Nadie lo llamó por su nombre: fueron asesinados. Y las probabilidades de una muerte prematura venían dadas desde la cuna. Chavales de barrio, de clase obrera, donde las opciones de ocio son, literalmente, nulas. Donde las opciones de salir del barrio son quebradas des del sistema educativo. Chavales constantemente bajo sospecha. Para mi siempre serán muertes causadas por el sistema. Sin explicación sofisticada ni elaboración teórica. Las condiciones materiales y la violencia que los rodea dejan escapar a pocos. Y ellos no solamente no escaparon, sino que su final fue de los peores posibles. Por eso, esas palabras sobre la juventud quinqui, hoy me resuenan especialmente.
Decía un youtuber con burla que los quinquis han evolucionado a MDLRs. No, precisamente la juventud quinqui murió. Y eso no debería ser objeto de burla. Al revés. Se está alertando sobre la salud mental de la juventud actual. Trabajos precarios e inestables. Alquileres inasumibles. Un ocio como salvoconducto, para algunos. Para otros un salvoconducto sin retorno. Otros, chavales de barrio de familias migrantes, todo lo anterior ni siquiera forma parte de su universo simbólico.
“Lo peor está por venir” escribí en el prólogo de un libro. Y sí, tenía mucho que ver con el empeoramiento de las condiciones de vida de la juventud racializada que hemos convivido con el odio de la sociedad hacia nuestros padres. Y hacia nosotros mismos. Un odio que hemos interiorizado. Que hemos visto como la explotación laboral se los ha ido comiendo poco a poco. ¿Y esperan que sus hijos cojan el mismo camino? Algunos optan por una dignidad mal entendida. Callejones sin salida.

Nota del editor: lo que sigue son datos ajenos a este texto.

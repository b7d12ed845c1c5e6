//! # VANET Ledger Benchmarks
//!
//! | Path | Work per call |
//! |------|---------------|
//! | Fingerprint | one Keccak-256 over sender, location, bucket |
//! | Guard admit | cooldown lookup, fingerprint, set insert |
//! | Report | admit, digest, append, event dispatch |
//! | Chain verify | one digest per stored record |

use std::sync::Arc;

use criterion::{black_box, criterion_group, criterion_main, BenchmarkId, Criterion, Throughput};
use rand::{Rng, SeedableRng};
use shared_types::entities::Address;
use tokio::runtime::Runtime;
use vanet_ledger::adapters::{ManualClock, NoOpSink};
use vanet_ledger::domain::{compute_fingerprint, time_bucket, LedgerState, ReportGuard};
use vanet_ledger::ports::inbound::AccidentLedgerApi;
use vanet_ledger::service::AccidentLedgerService;
use vanet_ledger::LedgerConfig;

const T0: u64 = 1_700_000_000;

fn random_addresses(n: usize, seed: u64) -> Vec<Address> {
    let mut rng = rand::rngs::StdRng::seed_from_u64(seed);
    (0..n)
        .map(|_| {
            let mut bytes = [0u8; 20];
            rng.fill(&mut bytes);
            Address::new(bytes)
        })
        .collect()
}

/// Authority plus `n` registered vehicles, each with one report on record.
fn populated_state(n: usize) -> LedgerState {
    let authority = Address::repeat_byte(0xA0);
    let mut state = LedgerState::new(authority, LedgerConfig::default());
    for (i, vehicle) in random_addresses(n, 1).into_iter().enumerate() {
        let _ = state.register_vehicle(authority, vehicle).result;
        let _ = state
            .report_accident(vehicle, &format!("Hwy {i}"), T0 + i as u64)
            .result;
    }
    state
}

fn bench_fingerprint(c: &mut Criterion) {
    let mut group = c.benchmark_group("fingerprint");
    let reporter = Address::repeat_byte(1);

    for len in [16usize, 256, 4096] {
        let location = "x".repeat(len);
        group.throughput(Throughput::Bytes(len as u64));
        group.bench_with_input(BenchmarkId::new("keccak", len), &location, |b, loc| {
            b.iter(|| {
                black_box(compute_fingerprint(
                    &reporter,
                    loc,
                    time_bucket(black_box(T0), 1),
                ))
            })
        });
    }
    group.finish();
}

fn bench_guard_admit(c: &mut Criterion) {
    let mut group = c.benchmark_group("guard");

    for senders in [100usize, 1_000, 10_000] {
        let addresses = random_addresses(senders, 2);
        group.throughput(Throughput::Elements(senders as u64));
        group.bench_with_input(
            BenchmarkId::new("admit_distinct_senders", senders),
            &addresses,
            |b, addresses| {
                b.iter(|| {
                    let mut guard = ReportGuard::new(60, 1);
                    for a in addresses {
                        black_box(guard.admit(*a, "Hwy 1", T0).is_ok());
                    }
                })
            },
        );
    }

    let sender = Address::repeat_byte(3);
    let mut throttled = ReportGuard::new(60, 1);
    let _ = throttled.admit(sender, "Hwy 1", T0);
    group.bench_function("admit_rate_limited", |b| {
        b.iter(|| black_box(throttled.admit(sender, "Hwy 2", T0 + 1).is_err()))
    });
    group.finish();
}

fn bench_service_report(c: &mut Criterion) {
    let rt = Runtime::new().expect("tokio runtime");
    let mut group = c.benchmark_group("service");
    let authority = Address::repeat_byte(0xA0);
    let vehicles = random_addresses(256, 3);

    group.throughput(Throughput::Elements(vehicles.len() as u64));
    group.bench_function("register_and_report_256", |b| {
        b.iter(|| {
            rt.block_on(async {
                let clock = Arc::new(ManualClock::new(T0));
                let ledger = AccidentLedgerService::new(
                    authority,
                    LedgerConfig::default(),
                    NoOpSink,
                    clock.clone(),
                )
                .unwrap();
                for v in &vehicles {
                    ledger.register_vehicle(authority, *v).await.unwrap();
                }
                for v in &vehicles {
                    clock.advance(1);
                    black_box(ledger.report_accident(*v, "Hwy 1").await.unwrap());
                }
            })
        })
    });
    group.finish();
}

fn bench_verify_chain(c: &mut Criterion) {
    let mut group = c.benchmark_group("chain");

    for records in [100usize, 1_000, 10_000] {
        let state = populated_state(records);
        group.throughput(Throughput::Elements(records as u64));
        group.bench_with_input(BenchmarkId::new("verify", records), &state, |b, state| {
            b.iter(|| black_box(state.verify_chain().is_ok()))
        });
    }
    group.finish();
}

criterion_group!(
    benches,
    bench_fingerprint,
    bench_guard_admit,
    bench_service_report,
    bench_verify_chain
);
criterion_main!(benches);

“Lo peor está por venir” escribí, también como potencialidad. “El mundo tal y como lo conocemos no es solamente resultado del poder, sino también de las luchas que hemos librado contra él.” Escuché a alguien decir. Y es cierto. A veces parece que somos peones ante el capital. Pero sería injusto anular que hay una posibilidad de un mundo un poquito mejor del que tuvieron que huir estos chavales y de los que huyen muchos jóvenes hoy en día. También muertes evitables.

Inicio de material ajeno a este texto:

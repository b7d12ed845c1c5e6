//! # Report Deduplication & Rate Limiting
//!
//! Admission control for reports from already-authorized senders.
//!
//! Checks run in a fixed order:
//! 1. Rate limit: a sender inside its cooldown is rejected regardless of content.
//! 2. Duplicate: a fingerprint seen before is rejected forever.
//!
//! The rate check goes first so that varying the content of each call does not
//! bypass the cooldown.

use crate::domain::services::{compute_fingerprint, time_bucket};
use crate::errors::LedgerError;
use shared_types::entities::{Address, Fingerprint, Timestamp};
use std::collections::{HashMap, HashSet};

/// Fingerprint memory plus per-sender last accepted report time.
#[derive(Debug, Clone)]
pub struct ReportGuard {
    min_interval_secs: u64,
    bucket_secs: u64,
    /// Append-only; never evicted.
    processed: HashSet<Fingerprint>,
    last_report: HashMap<Address, Timestamp>,
}

impl ReportGuard {
    /// Creates a guard with the given cooldown and fingerprint bucket width.
    #[must_use]
    pub fn new(min_interval_secs: u64, bucket_secs: u64) -> Self {
        Self {
            min_interval_secs,
            bucket_secs: bucket_secs.max(1),
            processed: HashSet::new(),
            last_report: HashMap::new(),
        }
    }

    /// Fingerprint the report would carry at `now`.
    #[must_use]
    pub fn fingerprint(&self, reporter: &Address, location: &str, now: Timestamp) -> Fingerprint {
        compute_fingerprint(reporter, location, time_bucket(now, self.bucket_secs))
    }

    /// Runs both checks and, on success, records the report.
    ///
    /// # Errors
    ///
    /// - `RateLimited` if the reporter's cooldown has not elapsed.
    /// - `DuplicateReport` if the fingerprint was already processed.
    ///
    /// Neither failure mutates the guard.
    pub fn admit(
        &mut self,
        reporter: Address,
        location: &str,
        now: Timestamp,
    ) -> Result<Fingerprint, LedgerError> {
        // No previous report means no cooldown.
        if let Some(&last) = self.last_report.get(&reporter) {
            let retry_at = last.saturating_add(self.min_interval_secs);
            if now < retry_at {
                return Err(LedgerError::RateLimited {
                    reporter,
                    now,
                    retry_at,
                });
            }
        }

        let fingerprint = self.fingerprint(&reporter, location, now);
        if self.processed.contains(&fingerprint) {
            return Err(LedgerError::DuplicateReport(fingerprint));
        }

        self.processed.insert(fingerprint);
        let last = self.last_report.entry(reporter).or_insert(now);
        *last = (*last).max(now);
        Ok(fingerprint)
    }

    /// Last accepted report time for `reporter`.
    #[must_use]
    pub fn last_report_time(&self, reporter: &Address) -> Option<Timestamp> {
        self.last_report.get(reporter).copied()
    }

    /// Whether `fingerprint` has been processed.
    #[must_use]
    pub fn is_processed(&self, fingerprint: &Fingerprint) -> bool {
        self.processed.contains(fingerprint)
    }

    /// Number of processed fingerprints.
    #[must_use]
    pub fn processed_count(&self) -> usize {
        self.processed.len()
    }

    /// Configured cooldown.
    #[must_use]
    pub fn min_interval_secs(&self) -> u64 {
        self.min_interval_secs
    }

    /// Iterates over every tracked sender and its last accepted report time.
    pub fn last_reports(&self) -> impl Iterator<Item = (&Address, &Timestamp)> {
        self.last_report.iter()
    }
}
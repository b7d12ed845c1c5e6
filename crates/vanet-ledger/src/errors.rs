//! # Error Types
//!
//! Every rejection the ledger can produce. A rejected call never leaves a
//! partial state change behind.

use shared_types::entities::{Address, Fingerprint, Role, Timestamp};
use thiserror::Error;

// =============================================================================
// LEDGER ERRORS
// =============================================================================

/// Operation that requires a specific caller privilege.
#[derive(Debug, Clone, Copy, PartialEq, Eq)]
pub enum GuardedOperation {
    /// `register_vehicle` / `register_user`: authority only.
    Register(Role),
    /// `report_accident`: registered vehicle or user.
    Report,
}

/// Errors returned by ledger operations.
#[derive(Debug, Error, Clone, PartialEq, Eq)]
pub enum LedgerError {
    /// Caller lacks the role or authority the operation requires.
    #[error("access denied: {caller} may not perform {operation:?}")]
    AccessDenied {
        /// The rejected caller.
        caller: Address,
        /// What the caller attempted.
        operation: GuardedOperation,
    },

    /// Target address already holds the role being granted.
    #[error("address already registered: {address} is already a {role}")]
    AlreadyRegistered {
        /// The address that was already registered.
        address: Address,
        /// The role it already holds.
        role: Role,
    },

    /// Reporter is still inside the cooldown since its last accepted report.
    #[error("rate limited: {reporter} may report again at {retry_at} (now {now})")]
    RateLimited {
        /// The throttled reporter.
        reporter: Address,
        /// Time of the attempt.
        now: Timestamp,
        /// Earliest time the next report is admitted.
        retry_at: Timestamp,
    },

    /// The report's fingerprint has already been processed.
    #[error("duplicate report: fingerprint {0} already processed")]
    DuplicateReport(Fingerprint),

    /// `now` went backwards and the clock policy is `Reject`.
    #[error("clock regression: now {now} is before last accepted report at {last_seen}")]
    ClockRegression {
        /// Time supplied with the call.
        now: Timestamp,
        /// Timestamp of the newest ledger record.
        last_seen: Timestamp,
    },
}

/// Closed classification of [`LedgerError`] for callers that only need the kind.
#[derive(Debug, Clone, Copy, PartialEq, Eq, Hash)]
pub enum ErrorKind {
    /// See [`LedgerError::AccessDenied`].
    AccessDenied,
    /// See [`LedgerError::AlreadyRegistered`].
    AlreadyRegistered,
    /// See [`LedgerError::RateLimited`].
    RateLimited,
    /// See [`LedgerError::DuplicateReport`].
    DuplicateReport,
    /// See [`LedgerError::ClockRegression`].
    ClockRegression,
}

impl LedgerError {
    /// The error kind without payload.
    #[must_use]
    pub fn kind(&self) -> ErrorKind {
        match self {
            Self::AccessDenied { .. } => ErrorKind::AccessDenied,
            Self::AlreadyRegistered { .. } => ErrorKind::AlreadyRegistered,
            Self::RateLimited { .. } => ErrorKind::RateLimited,
            Self::DuplicateReport(_) => ErrorKind::DuplicateReport,
            Self::ClockRegression { .. } => ErrorKind::ClockRegression,
        }
    }

    /// Canonical revert reason, as the on-chain deployment reported it.
    #[must_use]
    pub fn revert_reason(&self) -> &'static str {
        match self {
            Self::AccessDenied {
                operation: GuardedOperation::Register(_),
                ..
            } => "Only Traffic Authority can register",
            Self::AccessDenied {
                operation: GuardedOperation::Report,
                ..
            } => "Access Denied: Not an authorized vehicle or user",
            Self::AlreadyRegistered { .. } => "Address already registered",
            Self::RateLimited { .. } => "Rate Limit: wait before reporting again",
            Self::DuplicateReport(_) => "Duplicate report detected",
            Self::ClockRegression { .. } => "Clock regression",
        }
    }

    /// True for rejections that indicate an attack rather than a benign conflict.
    #[must_use]
    pub fn is_attack_signal(&self) -> bool {
        matches!(
            self,
            Self::AccessDenied { .. } | Self::RateLimited { .. } | Self::DuplicateReport(_)
        )
    }
}

// =============================================================================
// CONFIG ERRORS
// =============================================================================

/// Invalid [`LedgerConfig`](crate::config::LedgerConfig) values.
#[derive(Debug, Error, Clone, PartialEq, Eq)]
pub enum ConfigError {
    /// Fingerprint bucket width must be at least one second.
    #[error("fingerprint bucket must be > 0 seconds")]
    ZeroFingerprintBucket,

    /// Unrecognized clock policy name.
    #[error("unknown clock policy: {0} (expected \"reject\" or \"clamp\")")]
    UnknownClockPolicy(String),
}

// =============================================================================
// INTEGRITY ERRORS
// =============================================================================

/// A broken link found while re-walking the record digest chain.
#[derive(Debug, Error, Clone, PartialEq, Eq)]
pub enum ChainError {
    /// A record's id does not match its position in the log.
    #[error("record at position {position} carries id {id}")]
    IdGap {
        /// Index in the log.
        position: u64,
        /// Id stored in the record.
        id: u64,
    },

    /// A record does not point at the digest of its predecessor.
    #[error("record {id} links to {found}, expected {expected}")]
    BrokenLink {
        /// Offending record.
        id: u64,
        /// Digest of the predecessor.
        expected: Fingerprint,
        /// `prev_digest` stored in the record.
        found: Fingerprint,
    },

    /// A record's stored digest does not match its contents.
    #[error("record {id} digest mismatch")]
    DigestMismatch {
        /// Offending record.
        id: u64,
    },

    /// Timestamps went backwards between consecutive records.
    #[error("record {id} timestamp {timestamp} precedes {previous}")]
    TimestampRegression {
        /// Offending record.
        id: u64,
        /// Its timestamp.
        timestamp: Timestamp,
        /// Timestamp of the preceding record.
        previous: Timestamp,
    },
}

// =============================================================================
// TESTS
// =============================================================================
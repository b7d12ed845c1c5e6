//! # Adapters Layer (Outer Hexagon)
//!
//! Concrete implementations of the outbound ports.
//!
//! - `sinks`: where ledger signals go (event bus, log, memory, fan-out)
//! - `clock`: controllable time source for simulations and tests

pub mod clock;
pub mod sinks;

pub use clock::ManualClock;
pub use sinks::{BusEventSink, CompositeSink, NoOpSink, RecordingSink, TracingEventSink};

Hoy lloro por ellos, por otra trágica muerte. Y escribo esto a modo de desahogo. Pero también para que sus nombres queden aquí. No como recuerdo. Sino como recordatorio de lo que nos jugamos. Por responsabilidad histórica de quienes pudimos tener algo más. Por ellos. Por JL, IO y ME. Allah irehmom (que Allah los tenga en su gloria). Por los chicos de barrio que el sistema mató. Seguiremos luchando para que el barrio vuelva a ser casa. In sha Allah. Cómo llevaremos a cabo esa lucha, ese es otro capítulo.